Other authors, such as Schieber and Shoven, suggest that the gradual peaking of the social security trust fund in the United States will occur around the 2007–2009 time period.

Some experts expected the worst consumer recession, since 1980, to occur when aging boomers start retiring, adding to rising unemployment, decline in house values, and declining stock prices. However other experts suggested that immigration to the US and the rise of emerging economies would offset the baby boomer demographic impact. Still other experts postulated that, due to the 2008 major stock market decline and home equity crash, many baby boomers lost so much equity that they will retire at a later age than was previously planned.

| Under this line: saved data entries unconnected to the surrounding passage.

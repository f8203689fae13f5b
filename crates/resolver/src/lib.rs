//! # Ownership Resolver
//!
//! Resolves files to owning teams through a fixed-precedence chain of
//! mappers, each covering one ownership signal.
//!
//! ## Precedence
//!
//! ```text
//! file
//!   │
//!   ├──> 1. Annotation        (`# @team Bar` at the top of the file)
//!   ├──> 2. Team globs        (`owned_globs` in team YAML)
//!   ├──> 3. Directory marker  (`.codeowner` file, nearest wins)
//!   ├──> 4. package.yml       (`owner:` / `metadata: owner:`)
//!   ├──> 5. package.json      (`"owner"` / `"metadata": {"owner"}`)
//!   └──> 6. Team YAML         (a team owns its own definition file)
//! ```
//!
//! The first mapper with a non-empty answer wins; results are never merged
//! across mappers. A reference to an unregistered team anywhere aborts the
//! run with [`ResolverError::TeamNotFound`].

mod error;
mod mapper;
mod mappers;
mod resolver;
mod source_location;
mod walker;

pub use error::{ResolverError, Result};
pub use mapper::{GlobsToOwner, OwnershipMapper};
pub use mappers::annotation::FileAnnotationMapper;
pub use mappers::directory::{DirectoryMapper, CODEOWNER_MARKER};
pub use mappers::package_json::PackageJsonMapper;
pub use mappers::package_yml::PackageYmlMapper;
pub use mappers::team_globs::TeamGlobMapper;
pub use mappers::team_yml::TeamYmlMapper;
pub use resolver::Resolver;
pub use source_location::{FrameParser, SourceLocation};
pub use walker::FileWalker;
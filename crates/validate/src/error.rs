use thiserror::Error;

pub type Result<T> = std::result::Result<T, ValidateError>;

#[derive(Error, Debug)]
pub enum ValidateError {
    /// The combined, human-readable validation failure: registry problems,
    /// unowned files, and CODEOWNERS drift, in that fixed order.
    #[error("{0}")]
    ValidationFailed(String),

    #[error(transparent)]
    Resolver(#[from] ownership_resolver::ResolverError),

    #[error(transparent)]
    Model(#[from] ownership_model::ModelError),

    #[error("IO error: {0}")]
    Io(#[from] std::io::Error),
}
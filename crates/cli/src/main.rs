use std::env;
use std::path::PathBuf;
use std::process::ExitCode;

use anyhow::{anyhow, Context, Result};
use clap::{Parser, Subcommand};
use ownership_model::{ProjectConfig, TeamRegistry};
use ownership_resolver::{FileWalker, Resolver};
use ownership_validate::{
    for_team, validate, GitStager, NoopStager, Stager, ValidateError, ValidateOptions,
};

#[derive(Parser)]
#[command(name = "ownership")]
#[command(about = "Code ownership resolution and CODEOWNERS validation", long_about = None)]
#[command(version)]
struct Cli {
    #[command(subcommand)]
    command: Commands,

    /// Enable verbose logging
    #[arg(short, long, global = true)]
    verbose: bool,

    /// Quiet mode: log only warnings/errors
    #[arg(long, global = true)]
    quiet: bool,

    /// Project root (defaults to the current directory)
    #[arg(long, global = true, value_name = "DIR")]
    project_root: Option<PathBuf>,
}

#[derive(Subcommand)]
enum Commands {
    /// Validate ownership and the generated CODEOWNERS file
    Validate {
        /// Report drift without rewriting the CODEOWNERS file
        #[arg(long)]
        skip_autocorrect: bool,

        /// Do not `git add` the rewritten CODEOWNERS file
        #[arg(long)]
        skip_stage: bool,

        /// Restrict the unowned-files check to these paths
        files: Vec<String>,
    },

    /// Print the team owning one file
    ForFile {
        path: String,

        /// Emit machine-readable JSON
        #[arg(long)]
        json: bool,
    },

    /// Print everything a team owns, grouped by ownership signal
    ForTeam { name: String },
}

fn main() -> ExitCode {
    let cli = Cli::parse();
    init_logging(cli.verbose, cli.quiet);

    match run(cli) {
        Ok(()) => ExitCode::SUCCESS,
        Err(e) => {
            eprintln!("{e}");
            ExitCode::FAILURE
        }
    }
}

fn init_logging(verbose: bool, quiet: bool) {
    let level = if verbose {
        "debug"
    } else if quiet {
        "warn"
    } else {
        "info"
    };
    env_logger::Builder::from_env(env_logger::Env::default().default_filter_or(level))
        .format_timestamp(None)
        .init();
}

fn run(cli: Cli) -> Result<()> {
    let root = match cli.project_root {
        Some(root) => root,
        None => env::current_dir().context("failed to resolve current directory")?,
    };

    let config = ProjectConfig::load(&root)?;
    let registry = TeamRegistry::load(&root)?;
    let resolver = Resolver::new(&root, registry);

    match cli.command {
        Commands::Validate {
            skip_autocorrect,
            skip_stage,
            files,
        } => {
            let tracked = FileWalker::new(&root).tracked_files(&config.owned_globs)?;
            let options = ValidateOptions {
                autocorrect: !skip_autocorrect,
                stage_changes: !skip_stage,
                files: if files.is_empty() { None } else { Some(files) },
            };
            let stager: Box<dyn Stager> = if options.stage_changes {
                Box::new(GitStager::new(&root))
            } else {
                Box::new(NoopStager)
            };

            match validate(&resolver, &config, &tracked, &options, stager.as_ref()) {
                Ok(()) => {
                    log::info!("Ownership validated");
                    Ok(())
                }
                Err(ValidateError::ValidationFailed(message)) => Err(anyhow!(message)),
                Err(e) => Err(e.into()),
            }
        }

        Commands::ForFile { path, json } => {
            let owner = resolver.for_file(&path)?;
            if json {
                let payload = serde_json::json!({
                    "file": path,
                    "team_name": owner.as_ref().map(|team| team.name()),
                    "team_yml": owner.as_ref().map(|team| team.source_path()),
                });
                println!("{}", serde_json::to_string_pretty(&payload)?);
            } else {
                match owner {
                    Some(team) => {
                        println!("Team: {}", team.name());
                        println!("Team YML: {}", team.source_path());
                    }
                    None => println!("{path} is unowned"),
                }
            }
            Ok(())
        }

        Commands::ForTeam { name } => {
            let team = resolver
                .registry()
                .find(&name)
                .with_context(|| format!("no team named `{name}` is registered"))?
                .clone();
            let tracked = FileWalker::new(&root).tracked_files(&config.owned_globs)?;
            print!("{}", for_team(&resolver, &team, &tracked)?);
            Ok(())
        }
    }
}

Not all of these forecasts proved accurate. While the retirement of the Baby Boomer generation did coincide with the most severe recession in the United States since 1980, the subsequent recovery was strong, with the unemployment rate falling to 5% by the end of 2015. The stockmarket also surged in the 2010s, with both the Dow Jones and Nasdaq climbing to all-time highs as the decade wore on.